* **Problem**
Return the lines below that carry the word "finder".

━━━ Material for this exercise ━━━

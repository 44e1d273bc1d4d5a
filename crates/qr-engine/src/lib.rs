//! Styled QR image synthesis for restaurant menus and tables.
//!
//! Builds a QR symbol from a payload, rasterizes it with a module shape and
//! optional gradient, redraws the three finder patterns, and optionally
//! places a circular logo in the center. Table batches add a text label
//! under each code and write `table-{n}.png` files in ascending order.

pub mod batch;
pub mod compose;
pub mod error;
pub mod finder;
pub mod generate;
pub mod logo;
pub mod output;
pub mod paint;
pub mod payload;
pub mod raster;
pub mod style;
pub mod symbol;
pub mod templates;
pub mod text;

// Re-exports for convenience
pub use batch::{
    BatchError, BatchOutput, BatchRequest, TableBatch, archive_batch, generate_sequential_batch,
};
pub use error::{QrError, Result};
pub use generate::Synthesizer;
pub use logo::{FsLogoLoader, LogoLoader, add_logo};
pub use output::{DirSink, GeneratedImage, ImageSink, MemorySink, encode_png};
pub use payload::{
    WifiAuth, generate_short_code, menu_url, restaurant_page_url, table_url, wifi_payload,
};
pub use style::{Color, EccLevel, ModuleShape, StyleConfig, StyleOverrides};
pub use symbol::{Symbol, build_symbol};
pub use templates::{Template, find_template, list_templates};
pub use text::LabelFont;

━━━

* **Written response**
//! optional gradient, redraws the three finder patterns, and optionally
pub mod finder;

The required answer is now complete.